AIM OF THE EXERCISE:
Without omitting anything, copy the data exactly.

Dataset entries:
☆ ☆ ☆ ☆ ☆

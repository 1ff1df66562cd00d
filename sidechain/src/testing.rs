//! Deterministic test doubles.
//!
//! The real key-derivation module performs curve arithmetic; tests (here
//! and in dependent crates) substitute a Blake2b-based stand-in that is
//! deterministic and collision-resistant enough to exercise every
//! verification path.

use sidepool_crypto::{blake2b_256_multi, KeyDerivation};
use sidepool_types::{ChainId, MinerAddress};

/// Blake2b-backed [`KeyDerivation`] stand-in.
#[derive(Clone, Copy, Debug, Default)]
pub struct StubDerivation;

impl KeyDerivation for StubDerivation {
    fn ephemeral_public_key(
        &self,
        address: &MinerAddress,
        tx_seed: &ChainId,
        output_index: u32,
    ) -> ([u8; 32], u8) {
        let digest = blake2b_256_multi(&[
            b"ephemeral",
            address.as_bytes(),
            tx_seed.as_bytes(),
            &output_index.to_le_bytes(),
        ]);
        let tag = blake2b_256_multi(&[b"view-tag", &digest]);
        (digest, tag[0])
    }
}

☆ ☆ ☆ ☆ ☆

RESULT OF THIS TASK:
repository 1ff1df66562cd00d
filename sidechain/src/testing.rs
//! Deterministic test doubles.
//!
//! The real key-derivation module performs curve arithmetic; tests (here
//! and in dependent crates) substitute a Blake2b-based stand-in that is
//! deterministic and collision-resistant enough to exercise every
//! verification path.

use sidepool_crypto::{blake2b_256_multi, KeyDerivation};
use sidepool_types::{ChainId, MinerAddress};

/// Blake2b-backed [`KeyDerivation`] stand-in.
#[derive(Clone, Copy, Debug, Default)]
pub struct StubDerivation;

impl KeyDerivation for StubDerivation {
    fn ephemeral_public_key(
        &self,
        address: &MinerAddress,
        tx_seed: &ChainId,
        output_index: u32,
    ) -> ([u8; 32], u8) {
        let digest = blake2b_256_multi(&[
            b"ephemeral",
            address.as_bytes(),
            tx_seed.as_bytes(),
            &output_index.to_le_bytes(),
        ]);
        let tag = blake2b_256_multi(&[b"view-tag", &digest]);
        (digest, tag[0])
    }
}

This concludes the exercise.